**EXERCISE DESCRIPTION**
Find the line containing "let size = node.word_size();" in the data below, then output that line and each one after it exactly, with nothing else.

**GIVEN INFORMATION**
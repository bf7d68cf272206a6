//! Binary entry point for the SRT to ASS converter.

use anyhow::{bail, Context, Result};
use clap::Parser;
use srt2ass_core::convert::default_output_path;
use srt2ass_core::intake::DEFAULT_MAX_BYTES;
use srt2ass_core::{convert_upload, ConversionResponse, IntakeOptions};
use std::fs;
use std::path::{Path, PathBuf};
use tracing::info;
use tracing_subscriber::EnvFilter;

/// Command line options for the binary.
#[derive(Parser, Debug)]
#[command(author, version, about)]
struct Cli {
    /// Where to write the ASS script. Defaults to the input with an `.ass` extension.
    #[arg(short, long)]
    output: Option<PathBuf>,

    /// Print the conversion result as JSON on stdout instead of writing a file.
    #[arg(long)]
    json: bool,

    /// Reject inputs larger than this many bytes.
    #[arg(long, default_value_t = DEFAULT_MAX_BYTES)]
    max_size: usize,

    /// Enable verbose debug and trace logs.
    #[arg(long)]
    debug: bool,

    /// Path to the SRT file to convert.
    input: PathBuf,
}

/// Application entry point which parses CLI args and performs the conversion.
/// This function should initialize logging and delegate to the core library.
fn main() -> Result<()> {
    let cli = Cli::parse();
    init_logging(cli.debug);

    let response = convert_path(&cli.input, cli.max_size)?;
    if cli.json {
        println!("{}", serde_json::to_string_pretty(&response)?);
        return Ok(());
    }
    let out_path = cli
        .output
        .unwrap_or_else(|| default_output_path(&cli.input));
    write_response(response, &out_path)?;
    Ok(())
}

/// Logs go to stderr so `--json` output stays clean.
fn init_logging(debug: bool) {
    let filter = if debug {
        EnvFilter::default()
            .add_directive("srt2ass=trace".parse().unwrap())
            .add_directive("srt2ass_core=trace".parse().unwrap())
            .add_directive("info".parse().unwrap())
    } else {
        EnvFilter::default()
            .add_directive("srt2ass=info".parse().unwrap())
            .add_directive("srt2ass_core=info".parse().unwrap())
            .add_directive("warn".parse().unwrap())
    };
    tracing_subscriber::fmt()
        .with_env_filter(filter)
        .with_writer(std::io::stderr)
        .init();
}

/// Read the input file and run it through the upload path.
fn convert_path(input: &Path, max_size: usize) -> Result<ConversionResponse> {
    let bytes = fs::read(input).with_context(|| format!("reading {}", input.display()))?;
    let filename = input
        .file_name()
        .unwrap_or_default()
        .to_string_lossy()
        .to_string();
    Ok(convert_upload(
        &filename,
        &bytes,
        &IntakeOptions {
            max_bytes: max_size,
        },
    ))
}

/// Write a successful response to `out_path`, or turn a failed one into an error.
fn write_response(response: ConversionResponse, out_path: &Path) -> Result<()> {
    let Some(content) = response.content.filter(|_| response.success) else {
        bail!(
            "{}: {}",
            response.filename,
            response.error.as_deref().unwrap_or("conversion failed")
        );
    };
    fs::write(out_path, content).with_context(|| format!("writing {}", out_path.display()))?;
    info!(
        "wrote {} subtitles to {}",
        response.subtitle_count.unwrap_or_default(),
        out_path.display()
    );
    Ok(())
}
//! Error types shared by the conversion pipeline.
//!
//! Only [`ConvertError::EmptyDocument`], [`ConvertError::NoValidSubtitles`] and
//! the boundary variants ever reach a caller. The rest are recovered where
//! they occur and only show up in logs.

use thiserror::Error;

/// Everything that can go wrong while turning SRT text into an ASS script.
#[derive(Error, Debug, Clone, PartialEq, Eq)]
pub enum ConvertError {
    /// A single timestamp could not be parsed or is out of range.
    #[error("invalid timestamp: {0:?}")]
    InvalidTimestamp(String),

    /// A cue block is missing lines or has no recognizable time range.
    #[error("unparsable block: {0}")]
    UnparsableBlock(String),

    /// The whole document is empty or whitespace only.
    #[error("the subtitle file is empty")]
    EmptyDocument,

    /// The document has content but not a single usable cue.
    #[error("no valid subtitles found in file")]
    NoValidSubtitles,

    /// A parsed record cannot be written as a dialogue line.
    #[error("cannot render subtitle {index}: {reason}")]
    UnrenderableRecord {
        /// Index of the offending record.
        index: u32,
        /// What made it unrenderable.
        reason: String,
    },

    /// Uploaded file name does not end in `.srt`.
    #[error("unsupported file type: {0} (only .srt files are accepted)")]
    UnsupportedFileType(String),

    /// Uploaded file exceeds the configured byte limit.
    #[error("file is too large: {size} bytes (limit {limit} bytes)")]
    FileTooLarge {
        /// Actual size in bytes.
        size: usize,
        /// Configured limit in bytes.
        limit: usize,
    },

    /// Any other internal fault, caught at the orchestrator boundary.
    #[error("unexpected conversion failure: {0}")]
    UnexpectedFailure(String),
}
impl Drop for VirtualSpaceList {
    fn drop(&mut self) {
        // Credit the limiter, which may outlive this context.
        let limiter = Arc::clone(&self.limiter);
        for node in self.nodes.values_mut() {
            let size = node.word_size();
            let released = node.uncommit_range(0, size, &limiter);
            self.counters.sub_committed(released);
            self.counters.sub_reserved(size);
        }
        debug!(context = %self.name, nodes = self.nodes.len(), "virtual space released");
        self.nodes.clear();
    }
}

**SOLUTION TO THE EXERCISE**
            let size = node.word_size();
            let released = node.uncommit_range(0, size, &limiter);
            self.counters.sub_committed(released);
            self.counters.sub_reserved(size);
        }
        debug!(context = %self.name, nodes = self.nodes.len(), "virtual space released");
        self.nodes.clear();
    }
}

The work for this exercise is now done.